> _REQUIRED WORK_
Check every line of the material below, and show those that contain "AddInventory".

> _RECORDS PROVIDED_
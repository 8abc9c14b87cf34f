//! Declarative action engine.
//!
//! Every action whose trigger matches the command is considered; each one that
//! is not spent and whose conditions all hold fires. Several actions can fire
//! from one command, and the last message written wins.

mod condition;
mod effect;

pub use condition::{all_hold, holds};
pub use effect::apply;

use kh_world::{Action, TriggerKind, World};

use crate::state::GameState;

/// Fire every matching action. Returns true if at least one fired.
pub fn fire_actions(
    world: &mut World,
    state: &mut GameState,
    kind: TriggerKind,
    target: &str,
    with: &str,
) -> bool {
    // Effects mutate the world, so take the candidates out first.
    let candidates: Vec<Action> = world
        .actions()
        .iter()
        .filter(|a| a.trigger.matches(kind, target, with))
        .cloned()
        .collect();

    let mut fired = false;
    for action in &candidates {
        if action.one_time_only && state.has_performed(&action.id) {
            continue;
        }
        if !all_hold(&action.conditions, state) {
            continue;
        }

        log::debug!("action `{}` fired on {kind} `{target}`", action.id);
        for effect in &action.effects {
            apply(effect, world, state);
        }
        if !action.message.is_empty() {
            state.last_result = action.message.clone();
        }
        if action.one_time_only {
            state.record_performed(action.id.clone());
        }
        fired = true;
    }
    fired
}

#[cfg(test)]
mod tests {
    use super::*;
    use kh_world::{Condition, Effect, Item, Room, Trigger, WorldDocument};

    fn world(actions: Vec<Action>) -> World {
        World::from_document(WorldDocument {
            rooms: vec![Room::new("cell", "Cell").with_item("brick")],
            items: vec![
                Item::new("brick", "loose brick").hidden_until("knock"),
                Item::new("spoon", "bent spoon"),
            ],
            actions,
            ..WorldDocument::default()
        })
        .unwrap()
    }

    #[test]
    fn matching_action_fires() {
        let mut world = world(vec![
            Action::new("knock", Trigger::new(TriggerKind::Examine, "wall"))
                .with_effect(Effect::RevealItem("brick".into()))
                .with_message("A brick wobbles."),
        ]);
        let mut state = GameState::new("cell");

        assert!(fire_actions(&mut world, &mut state, TriggerKind::Examine, "north wall", ""));
        assert_eq!(state.last_result, "A brick wobbles.");
        assert!(!world.item("brick").unwrap().hidden);
    }

    #[test]
    fn wrong_kind_does_not_fire() {
        let mut world = world(vec![Action::new(
            "knock",
            Trigger::new(TriggerKind::Examine, "wall"),
        )]);
        let mut state = GameState::new("cell");
        assert!(!fire_actions(&mut world, &mut state, TriggerKind::Use, "wall", ""));
    }

    #[test]
    fn one_time_action_fires_once() {
        let mut world = world(vec![
            Action::new("knock", Trigger::new(TriggerKind::Examine, "wall"))
                .with_message("A brick wobbles.")
                .once(),
        ]);
        let mut state = GameState::new("cell");

        assert!(fire_actions(&mut world, &mut state, TriggerKind::Examine, "wall", ""));
        assert!(state.has_performed("knock"));

        state.last_result.clear();
        assert!(!fire_actions(&mut world, &mut state, TriggerKind::Examine, "wall", ""));
        assert!(state.last_result.is_empty());
    }

    #[test]
    fn repeatable_action_refires() {
        let mut world = world(vec![
            Action::new("knock", Trigger::new(TriggerKind::Examine, "wall"))
                .with_message("Knock knock."),
        ]);
        let mut state = GameState::new("cell");

        assert!(fire_actions(&mut world, &mut state, TriggerKind::Examine, "wall", ""));
        assert!(fire_actions(&mut world, &mut state, TriggerKind::Examine, "wall", ""));
        assert!(state.performed_actions.is_empty());
    }

    #[test]
    fn failing_condition_blocks() {
        let mut world = world(vec![
            Action::new("dig", Trigger::new(TriggerKind::Use, "spoon"))
                .with_condition(Condition::HasItem("spoon".into()))
                .with_effect(Effect::RevealItem("brick".into()))
                .once(),
        ]);
        let mut state = GameState::new("cell");

        assert!(!fire_actions(&mut world, &mut state, TriggerKind::Use, "spoon", ""));
        assert!(world.item("brick").unwrap().hidden);
        assert!(!state.has_performed("dig"));

        state.add_item("spoon");
        assert!(fire_actions(&mut world, &mut state, TriggerKind::Use, "spoon", ""));
        assert!(!world.item("brick").unwrap().hidden);
    }

    #[test]
    fn all_matching_actions_fire_in_order() {
        let mut world = world(vec![
            Action::new("first", Trigger::new(TriggerKind::Examine, "wall"))
                .with_effect(Effect::AddInventory("spoon".into()))
                .with_message("First."),
            Action::new("second", Trigger::new(TriggerKind::Examine, "wall"))
                .with_condition(Condition::HasItem("spoon".into()))
                .with_message("Second."),
        ]);
        let mut state = GameState::new("cell");

        assert!(fire_actions(&mut world, &mut state, TriggerKind::Examine, "wall", ""));
        // the second sees the first's effect
        assert_eq!(state.last_result, "Second.");
        assert!(state.has_item("spoon"));
    }

    #[test]
    fn empty_message_keeps_result() {
        let mut world = world(vec![
            Action::new("quiet", Trigger::new(TriggerKind::Take, "spoon"))
                .with_effect(Effect::RevealItem("brick".into())),
        ]);
        let mut state = GameState::new("cell");
        state.last_result = "You take the bent spoon.".into();

        assert!(fire_actions(&mut world, &mut state, TriggerKind::Take, "spoon", ""));
        assert_eq!(state.last_result, "You take the bent spoon.");
    }

    #[test]
    fn effects_apply_in_order() {
        let mut world = world(vec![
            Action::new("swap", Trigger::new(TriggerKind::Use, "spoon"))
                .with_effect(Effect::AddInventory("brick".into()))
                .with_effect(Effect::RemoveInventory("brick".into())),
        ]);
        let mut state = GameState::new("cell");
        fire_actions(&mut world, &mut state, TriggerKind::Use, "spoon", "");
        assert!(!state.has_item("brick"));
    }
}
//! Configuration for a play session.

/// Configuration for a session.
#[derive(Debug, Clone)]
pub struct SessionConfig {
    /// Room id to start in; `None` starts in the world's first room.
    pub start_room: Option<String>,
    /// Apply the hard-coded combination table before `use_with`.
    pub builtin_combinations: bool,
    /// Count "missing required items" as a failed puzzle attempt.
    pub count_missing_items: bool,
}

impl Default for SessionConfig {
    fn default() -> Self {
        Self {
            start_room: None,
            builtin_combinations: true,
            count_missing_items: true,
        }
    }
}

impl SessionConfig {
    /// Start in a specific room.
    pub fn with_start_room(mut self, room_id: impl Into<String>) -> Self {
        self.start_room = Some(room_id.into());
        self
    }

    /// Enable or disable the hard-coded combination table.
    pub fn with_builtin_combinations(mut self, enabled: bool) -> Self {
        self.builtin_combinations = enabled;
        self
    }

    /// Enable or disable counting missing items as failures.
    pub fn with_missing_items_counted(mut self, enabled: bool) -> Self {
        self.count_missing_items = enabled;
        self
    }
}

> _EXPECTED ANSWER_
                .with_effect(Effect::AddInventory("spoon".into()))
                .with_effect(Effect::AddInventory("brick".into()))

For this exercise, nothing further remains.